The RBP-J cKO mice were subjected to hepatic I/R injury. Histological examination of liver showed that I/R resulted in decreased tissue degeneration and focal necrosis in the RBP-J cKO mice as compared with the control mice 6 h post the reperfusion (Fig. 1c). Moreover, significantly lower level of serum ALT and AST was detected in the RBP-J cKO mice (Fig. 1d). These results suggested that deletion of RBP-J in myeloid cells alleviated liver damage induced by I/R injury.

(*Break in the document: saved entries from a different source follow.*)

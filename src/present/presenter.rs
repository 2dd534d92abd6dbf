//! Presentation seam between the pipeline and the user.

use std::sync::{Arc, Mutex};

use crate::error::{ParloError, Result};

/// Pluggable output handler for pipeline results.
///
/// Events arrive in pipeline order: `transcript`, then `translation`, then
/// exactly one terminal event. `audio` ends a successful run; `error` ends
/// a run whose recognition failed. Nothing follows a terminal event.
pub trait Presenter: Send {
    /// Show the recognized source-language text.
    fn transcript(&mut self, text: &str) -> Result<()>;

    /// Show the translated target-language text.
    fn translation(&mut self, text: &str) -> Result<()>;

    /// Show a recognition failure message.
    fn error(&mut self, message: &str) -> Result<()>;

    /// Present the synthesized audio.
    fn audio(&mut self, bytes: &[u8], mime: &str) -> Result<()>;

    /// Name for logging/debugging.
    fn name(&self) -> &'static str {
        "presenter"
    }
}

/// One event as received by a presenter.
#[derive(Debug, Clone, PartialEq, Eq)]
pub enum PresentedEvent {
    Transcript(String),
    Translation(String),
    Error(String),
    Audio { bytes: Vec<u8>, mime: String },
}

/// Records every event it receives. Clones share the same log, so a test
/// can keep one clone and hand the other to the pipeline.
#[derive(Debug, Clone, Default)]
pub struct CollectingPresenter {
    events: Arc<Mutex<Vec<PresentedEvent>>>,
}

impl CollectingPresenter {
    pub fn new() -> Self {
        Self::default()
    }

    /// Shared log of received events, for assertions after the presenter
    /// has been moved into a pipeline.
    pub fn events(&self) -> Arc<Mutex<Vec<PresentedEvent>>> {
        Arc::clone(&self.events)
    }

    fn push(&self, event: PresentedEvent) -> Result<()> {
        self.events
            .lock()
            .map_err(|_| ParloError::Other("presenter event log poisoned".to_string()))?
            .push(event);
        Ok(())
    }
}

impl Presenter for CollectingPresenter {
    fn transcript(&mut self, text: &str) -> Result<()> {
        self.push(PresentedEvent::Transcript(text.to_string()))
    }

    fn translation(&mut self, text: &str) -> Result<()> {
        self.push(PresentedEvent::Translation(text.to_string()))
    }

    fn error(&mut self, message: &str) -> Result<()> {
        self.push(PresentedEvent::Error(message.to_string()))
    }

    fn audio(&mut self, bytes: &[u8], mime: &str) -> Result<()> {
        self.push(PresentedEvent::Audio {
            bytes: bytes.to_vec(),
            mime: mime.to_string(),
        })
    }

    fn name(&self) -> &'static str {
        "collecting"
    }
}
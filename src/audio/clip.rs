//! In-memory audio clip with WAV encode/decode.

use crate::error::{ParloError, Result};
use std::path::Path;
use std::time::Duration;

/// A captured audio clip: interleaved 16-bit signed samples plus the format
/// needed to interpret them.
#[derive(Debug, Clone, PartialEq)]
pub struct AudioClip {
    samples: Vec<i16>,
    sample_rate: u32,
    channels: u16,
}

impl AudioClip {
    /// Create a clip from interleaved samples.
    pub fn new(samples: Vec<i16>, sample_rate: u32, channels: u16) -> Self {
        Self {
            samples,
            sample_rate,
            channels,
        }
    }

    /// Interleaved 16-bit samples.
    pub fn samples(&self) -> &[i16] {
        &self.samples
    }

    /// Sample rate in Hz.
    pub fn sample_rate(&self) -> u32 {
        self.sample_rate
    }

    /// Number of interleaved channels.
    pub fn channels(&self) -> u16 {
        self.channels
    }

    pub fn is_empty(&self) -> bool {
        self.samples.is_empty()
    }

    /// Clip length in wall-clock time.
    pub fn duration(&self) -> Duration {
        if self.sample_rate == 0 || self.channels == 0 {
            return Duration::ZERO;
        }
        let frames = self.samples.len() as u64 / u64::from(self.channels);
        Duration::from_secs_f64(frames as f64 / f64::from(self.sample_rate))
    }

    /// Raw little-endian PCM bytes, as the recognition service expects them.
    pub fn pcm_bytes(&self) -> Vec<u8> {
        let mut bytes = Vec::with_capacity(self.samples.len() * 2);
        for &sample in &self.samples {
            bytes.extend_from_slice(&sample.to_le_bytes());
        }
        bytes
    }

    /// Write the clip as a 16-bit PCM WAV file, overwriting any existing file.
    pub fn save(&self, path: &Path) -> Result<()> {
        let spec = hound::WavSpec {
            channels: self.channels,
            sample_rate: self.sample_rate,
            bits_per_sample: 16,
            sample_format: hound::SampleFormat::Int,
        };
        let mut writer = hound::WavWriter::create(path, spec).map_err(|e| {
            ParloError::WavEncode {
                message: format!("Failed to create {}: {}", path.display(), e),
            }
        })?;
        for &sample in &self.samples {
            writer
                .write_sample(sample)
                .map_err(|e| ParloError::WavEncode {
                    message: format!("Failed to write sample: {e}"),
                })?;
        }
        writer.finalize().map_err(|e| ParloError::WavEncode {
            message: format!("Failed to finalize {}: {}", path.display(), e),
        })?;
        Ok(())
    }

    /// Read a 16-bit PCM WAV file back into a clip.
    pub fn load(path: &Path) -> Result<Self> {
        let mut reader = hound::WavReader::open(path).map_err(|e| ParloError::WavDecode {
            message: format!("Failed to open {}: {}", path.display(), e),
        })?;
        let spec = reader.spec();
        let samples: Vec<i16> = reader
            .samples::<i16>()
            .collect::<std::result::Result<Vec<_>, _>>()
            .map_err(|e| ParloError::WavDecode {
                message: format!("Failed to read samples from {}: {}", path.display(), e),
            })?;

        Ok(Self {
            samples,
            sample_rate: spec.sample_rate,
            channels: spec.channels,
        })
    }
}
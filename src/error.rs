//! Error types for parlo.

use thiserror::Error;

#[derive(Error, Debug)]
pub enum ParloError {
    // Configuration errors
    #[error("Configuration file not found at {path}")]
    ConfigFileNotFound { path: String },

    #[error("Configuration error: {0}")]
    Config(#[from] toml::de::Error),

    // Language registry errors
    #[error("Unknown language: {selector}")]
    UnknownLanguage { selector: String },

    // Audio capture errors
    #[error("Audio device not found: {device}")]
    AudioDeviceNotFound { device: String },

    #[error("Audio capture failed: {message}")]
    AudioCapture { message: String },

    // Waveform file errors
    #[error("Failed to encode WAV: {message}")]
    WavEncode { message: String },

    #[error("Failed to decode WAV: {message}")]
    WavDecode { message: String },

    // Remote service errors (translation and synthesis are fatal to the run)
    #[error("Translation failed: {message}")]
    Translation { message: String },

    #[error("Speech synthesis failed: {message}")]
    Synthesis { message: String },

    // Presentation errors
    #[error("Audio playback failed: {message}")]
    Playback { message: String },

    // General I/O errors
    #[error("I/O error: {0}")]
    Io(#[from] std::io::Error),

    // Generic error for cases not covered above
    #[error("{0}")]
    Other(String),
}

// Type alias for convenience
pub type Result<T> = std::result::Result<T, ParloError>;
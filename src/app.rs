//! Voice translation application entry point.
//!
//! Wires configuration and CLI overrides into a concrete pipeline:
//! record → transcribe → translate → synthesize → present

use crate::audio::{CpalRecorder, RecorderConfig, suppress_audio_warnings};
use crate::config::{Config, ServicesConfig};
use crate::error::{ParloError, Result};
use crate::languages::{self, Language};
use crate::pipeline::{Pipeline, RunOutcome};
use crate::present::{HtmlPresenter, Presenter, TerminalPresenter};
use crate::services::{GoogleRecognizer, GoogleTts, GtxTranslator};
use std::fs::File;
use std::io::BufWriter;
use std::path::{Path, PathBuf};
use std::sync::Arc;
use std::time::Duration;

/// Run the translate command: record speech, transcribe it, translate it,
/// and speak the result.
///
/// # Arguments
/// * `config` - Base configuration (can be overridden by CLI args)
/// * `from` - Optional spoken-language selector from CLI (code or name)
/// * `to` - Target-language selector from CLI (code or name)
/// * `duration` - Optional recording-duration override from CLI
/// * `device` - Optional input-device override from CLI
/// * `html` - Write results to this HTML file instead of the terminal
/// * `no_play` - Skip speaker playback of the synthesized speech
/// * `quiet` - Suppress status messages
/// * `verbosity` - Verbosity level (0=default, 1=service diagnostics)
///
/// # Returns
/// The pipeline outcome, or an error if any fatal step fails. Recognition
/// failures are reported through the presenter and returned as clean
/// outcomes, not errors.
#[allow(clippy::too_many_arguments)]
pub async fn run_translate_command(
    mut config: Config,
    from: Option<String>,
    to: String,
    duration: Option<Duration>,
    device: Option<String>,
    html: Option<PathBuf>,
    no_play: bool,
    quiet: bool,
    verbosity: u8,
) -> Result<RunOutcome> {
    // Suppress noisy JACK/ALSA warnings before audio init
    suppress_audio_warnings();

    // Apply CLI overrides
    if let Some(d) = device {
        config.audio.device = Some(d);
    }
    if let Some(d) = duration {
        config.audio.duration_secs = d.as_secs();
    }
    if no_play {
        config.output.play = false;
    }

    let source = resolve_source_language(from.as_deref())?;
    let target = resolve_language(&to)?;

    let recorder = CpalRecorder::new(RecorderConfig {
        device: config.audio.device.clone(),
        ..Default::default()
    })?;

    let recognizer = build_recognizer(&config.services);
    let translator = GtxTranslator::new().with_base_url(&config.services.translator_url);
    let synthesizer = GoogleTts::new().with_base_url(&config.services.tts_url);
    let presenter = build_presenter(html.as_deref(), config.output.play)?;

    let mut pipeline = Pipeline::new(
        Box::new(recorder),
        Arc::new(recognizer),
        Arc::new(translator),
        Arc::new(synthesizer),
        presenter,
    )
    .with_duration(Duration::from_secs(config.audio.duration_secs))
    .with_quiet(quiet)
    .with_verbosity(verbosity);

    pipeline.run(source, target).await
}

/// Resolve a language selector (code or English name) against the registry.
fn resolve_language(selector: &str) -> Result<&'static Language> {
    languages::find(selector).ok_or_else(|| ParloError::UnknownLanguage {
        selector: selector.to_string(),
    })
}

/// Resolve the optional spoken-language selector.
///
/// Absence and "auto" both mean auto-detection.
fn resolve_source_language(selector: Option<&str>) -> Result<Option<&'static Language>> {
    match selector {
        None => Ok(None),
        Some(s) if s.trim().eq_ignore_ascii_case("auto") => Ok(None),
        Some(s) => resolve_language(s).map(Some),
    }
}

fn build_recognizer(services: &ServicesConfig) -> GoogleRecognizer {
    GoogleRecognizer::new(services.recognizer_api_key.clone().unwrap_or_default())
        .with_base_url(&services.recognizer_url)
}

/// Choose the presentation surface: an HTML page when requested, otherwise
/// the terminal.
fn build_presenter(html: Option<&Path>, play: bool) -> Result<Box<dyn Presenter>> {
    match html {
        Some(path) => {
            let file = File::create(path)?;
            Ok(Box::new(HtmlPresenter::new(BufWriter::new(file))))
        }
        None => {
            let presenter = if play {
                TerminalPresenter::new()
            } else {
                TerminalPresenter::new().without_playback()
            };
            Ok(Box::new(presenter))
        }
    }
}
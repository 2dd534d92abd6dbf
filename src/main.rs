use anyhow::Result;
use clap::{CommandFactory, Parser};
use owo_colors::OwoColorize;
use parlo::app::run_translate_command;
use parlo::audio::list_devices;
use parlo::cli::{Cli, Commands};
use parlo::config::Config;
use parlo::languages;

#[tokio::main]
async fn main() {
    if let Err(e) = run().await {
        eprintln!("{}", format!("Error: {}", e).red());
        std::process::exit(1);
    }
}

async fn run() -> Result<()> {
    let cli = Cli::parse();

    match cli.command {
        None => {
            let config = load_config(cli.config.as_deref())?;
            // Required by clap when no subcommand is given
            let to = cli.to.unwrap_or_default();
            run_translate_command(
                config,
                cli.from,
                to,
                cli.duration,
                cli.device,
                cli.html,
                cli.no_play,
                cli.quiet,
                cli.verbose,
            )
            .await?;
        }
        Some(Commands::Languages) => {
            list_languages();
        }
        Some(Commands::Devices) => {
            list_audio_devices()?;
        }
        Some(Commands::Completions { shell }) => {
            clap_complete::generate(shell, &mut Cli::command(), "parlo", &mut std::io::stdout());
        }
    }

    Ok(())
}

/// Load configuration from file or use defaults.
///
/// Priority order:
/// 1. Custom config path from CLI (--config)
/// 2. Default config path (~/.config/parlo/config.toml)
/// 3. Built-in defaults with environment variable overrides
fn load_config(custom_path: Option<&std::path::Path>) -> Result<Config> {
    let config = if let Some(path) = custom_path {
        // Load from custom path
        Config::load(path)?
    } else {
        // Try default path, fall back to defaults
        let default_path = Config::default_path();
        Config::load_or_default(&default_path)?
    };

    // Apply environment variable overrides
    Ok(config.with_env_overrides())
}

/// List the supported languages.
fn list_languages() {
    println!("Supported languages:");
    for language in languages::all() {
        println!(
            "  {}  {}",
            format!("{:<5}", language.code).green(),
            language.name
        );
    }
}

/// List available audio input devices.
fn list_audio_devices() -> Result<()> {
    let devices = list_devices()?;

    if devices.is_empty() {
        eprintln!("No audio input devices found");
        std::process::exit(1);
    }

    println!("Available audio input devices:");
    for (idx, device) in devices.iter().enumerate() {
        println!("  [{}] {}", idx, device);
    }

    Ok(())
}
//! parlo - Voice translation from the command line
//!
//! Record speech, transcribe it, translate it, and speak the result.

// Enforce error handling discipline
#![warn(clippy::unwrap_used)]
#![warn(clippy::expect_used)]
#![warn(clippy::let_underscore_must_use)]

pub mod audio;
pub mod cli;
pub mod config;
pub mod defaults;
pub mod error;
pub mod languages;
pub mod pipeline;
pub mod present;
pub mod services;

// Composition root - needs the capture stack
#[cfg(feature = "capture")]
pub mod app;

// Core traits (record → recognize → translate → synthesize → present)
pub use audio::{AudioClip, Recorder};
pub use present::Presenter;
pub use services::{Recognition, SpeechToText, Synthesizer, Translator};

// Pipeline
pub use pipeline::{Pipeline, RunOutcome, ScratchSession};

// Error handling
pub use error::{ParloError, Result};

// Config
pub use config::Config;

// Languages
pub use languages::{LANGUAGES, Language};

/// Build version string with optional git commit hash.
///
/// Returns `"0.3.1+abc1234"` when git hash is available, `"0.3.1"` otherwise.
pub fn version_string() -> String {
    let version = env!("CARGO_PKG_VERSION");
    match option_env!("GIT_HASH") {
        Some(hash) if !hash.is_empty() => format!("{}+{}", version, hash),
        _ => version.to_string(),
    }
}
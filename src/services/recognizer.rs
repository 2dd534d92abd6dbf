use crate::audio::AudioClip;
use crate::error::{ParloError, Result};
use async_trait::async_trait;
use std::sync::{Arc, Mutex};

/// Outcome of a recognition request.
///
/// Both failure variants are recoverable: the pipeline reports them to the
/// user and stops, without treating them as errors. Transport and
/// service-side failures are folded into `ServiceUnreachable` so callers
/// match on an exhaustive enum instead of catching error types.
#[derive(Debug, Clone, PartialEq, Eq)]
pub enum Recognition {
    /// The service recognized speech and returned its transcript.
    Transcript(String),
    /// The service processed the audio but could not map it to text.
    NoSpeech,
    /// The request itself failed.
    ServiceUnreachable { reason: String },
}

/// Trait for remote speech-to-text clients.
///
/// This trait allows swapping implementations (real service vs mock).
#[async_trait]
pub trait SpeechToText: Send + Sync {
    /// Submit a complete clip for recognition.
    ///
    /// # Arguments
    /// * `clip` - The captured audio, submitted in one request
    /// * `language` - Recognition-language code; None lets the service use
    ///   its default
    ///
    /// # Returns
    /// The typed recognition outcome. `Err` is reserved for local failures;
    /// remote failures surface as `Recognition::ServiceUnreachable`.
    async fn recognize(&self, clip: &AudioClip, language: Option<&str>) -> Result<Recognition>;
}

/// Implement SpeechToText for Arc<T> to allow sharing between a test and a
/// running pipeline.
#[async_trait]
impl<T: SpeechToText> SpeechToText for Arc<T> {
    async fn recognize(&self, clip: &AudioClip, language: Option<&str>) -> Result<Recognition> {
        (**self).recognize(clip, language).await
    }
}

/// Mock speech-to-text client for testing
#[derive(Debug)]
pub struct MockSpeechToText {
    outcome: Recognition,
    should_fail: bool,
    calls: Arc<Mutex<Vec<Option<String>>>>,
}

impl MockSpeechToText {
    /// Create a new mock that recognizes a fixed transcript
    pub fn new() -> Self {
        Self {
            outcome: Recognition::Transcript("mock transcript".to_string()),
            should_fail: false,
            calls: Arc::new(Mutex::new(Vec::new())),
        }
    }

    /// Configure the mock to return a specific transcript
    pub fn with_transcript(mut self, transcript: &str) -> Self {
        self.outcome = Recognition::Transcript(transcript.to_string());
        self
    }

    /// Configure the mock to report unintelligible audio
    pub fn with_no_speech(mut self) -> Self {
        self.outcome = Recognition::NoSpeech;
        self
    }

    /// Configure the mock to report an unreachable service
    pub fn with_unreachable(mut self, reason: &str) -> Self {
        self.outcome = Recognition::ServiceUnreachable {
            reason: reason.to_string(),
        };
        self
    }

    /// Configure the mock to fail with a local error
    pub fn with_failure(mut self) -> Self {
        self.should_fail = true;
        self
    }

    /// Shared log of the language hints passed to `recognize`.
    pub fn calls(&self) -> Arc<Mutex<Vec<Option<String>>>> {
        Arc::clone(&self.calls)
    }
}

impl Default for MockSpeechToText {
    fn default() -> Self {
        Self::new()
    }
}

#[async_trait]
impl SpeechToText for MockSpeechToText {
    async fn recognize(&self, _clip: &AudioClip, language: Option<&str>) -> Result<Recognition> {
        if let Ok(mut calls) = self.calls.lock() {
            calls.push(language.map(str::to_string));
        }
        if self.should_fail {
            return Err(ParloError::Other("mock recognition failure".to_string()));
        }
        Ok(self.outcome.clone())
    }
}
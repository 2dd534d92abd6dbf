use crate::error::{ParloError, Result};
use async_trait::async_trait;
use std::sync::{Arc, Mutex};

/// One recorded translation request, for mock assertions.
#[derive(Debug, Clone, PartialEq, Eq)]
pub struct TranslateCall {
    pub text: String,
    pub source: Option<String>,
    pub target: String,
}

/// Trait for remote translation clients.
///
/// This trait allows swapping implementations (real service vs mock).
#[async_trait]
pub trait Translator: Send + Sync {
    /// Translate text into the target language.
    ///
    /// # Arguments
    /// * `text` - Source text
    /// * `source` - Source-language code; None requests auto-detection
    /// * `target` - Target-language code
    ///
    /// # Returns
    /// The translated text. Any failure is an error; translation has no
    /// recoverable outcomes.
    async fn translate(&self, text: &str, source: Option<&str>, target: &str) -> Result<String>;
}

/// Implement Translator for Arc<T> to allow sharing between a test and a
/// running pipeline.
#[async_trait]
impl<T: Translator> Translator for Arc<T> {
    async fn translate(&self, text: &str, source: Option<&str>, target: &str) -> Result<String> {
        (**self).translate(text, source, target).await
    }
}

/// Mock translator for testing
#[derive(Debug)]
pub struct MockTranslator {
    response: String,
    identity_for_same_language: bool,
    should_fail: bool,
    calls: Arc<Mutex<Vec<TranslateCall>>>,
}

impl MockTranslator {
    /// Create a new mock translator with a fixed response
    pub fn new() -> Self {
        Self {
            response: "mock translation".to_string(),
            identity_for_same_language: false,
            should_fail: false,
            calls: Arc::new(Mutex::new(Vec::new())),
        }
    }

    /// Configure the mock to return a specific translation
    pub fn with_response(mut self, response: &str) -> Self {
        self.response = response.to_string();
        self
    }

    /// Configure the mock to echo the input when source and target match
    pub fn with_identity_for_same_language(mut self) -> Self {
        self.identity_for_same_language = true;
        self
    }

    /// Configure the mock to fail on translate
    pub fn with_failure(mut self) -> Self {
        self.should_fail = true;
        self
    }

    /// Shared log of translation requests.
    pub fn calls(&self) -> Arc<Mutex<Vec<TranslateCall>>> {
        Arc::clone(&self.calls)
    }
}

impl Default for MockTranslator {
    fn default() -> Self {
        Self::new()
    }
}

#[async_trait]
impl Translator for MockTranslator {
    async fn translate(&self, text: &str, source: Option<&str>, target: &str) -> Result<String> {
        if let Ok(mut calls) = self.calls.lock() {
            calls.push(TranslateCall {
                text: text.to_string(),
                source: source.map(str::to_string),
                target: target.to_string(),
            });
        }
        if self.should_fail {
            return Err(ParloError::Translation {
                message: "mock translation failure".to_string(),
            });
        }
        if self.identity_for_same_language && source == Some(target) {
            return Ok(text.to_string());
        }
        Ok(self.response.clone())
    }
}
//! Speaker playback of synthesized speech.

use crate::error::{ParloError, Result};
use std::io::Cursor;

/// Play compressed audio bytes through the default output device, blocking
/// until playback finishes.
///
/// Decoding happens before the output device is opened, so malformed bytes
/// fail fast without touching audio hardware.
///
/// # Errors
/// Returns `ParloError::Playback` if the bytes cannot be decoded or no
/// output device is available.
pub fn play_bytes(bytes: Vec<u8>) -> Result<()> {
    let source = rodio::Decoder::new(Cursor::new(bytes)).map_err(|e| ParloError::Playback {
        message: format!("Failed to decode audio: {}", e),
    })?;

    let (_stream, handle) =
        rodio::OutputStream::try_default().map_err(|e| ParloError::Playback {
            message: format!("No output device: {}", e),
        })?;
    let sink = rodio::Sink::try_new(&handle).map_err(|e| ParloError::Playback {
        message: format!("Failed to open playback sink: {}", e),
    })?;

    sink.append(source);
    sink.sleep_until_end();
    Ok(())
}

RBP-J deletion in myeloid cells decreased apoptosis after hepatic I/R injury

We then determined apoptosis of hepatocytes in the RBP-J cKO and control mice after I/R injury. TUNEL staining detected significantly less apoptotic cells in liver sections of the RBP-J cKO mice 6 h after the reperfusion (Fig. 2a). Consistently, caspase-3 activity decreased in liver of the RBP-J cKO mice after I/R injury, as compared with the controls showed by cleaved caspase-3 p17 (Fig. 2b). These results indicated that disruption of Notch signaling in myeloid cells resulted in attenuated apoptosis of hepatocyte after I/R injury in mice.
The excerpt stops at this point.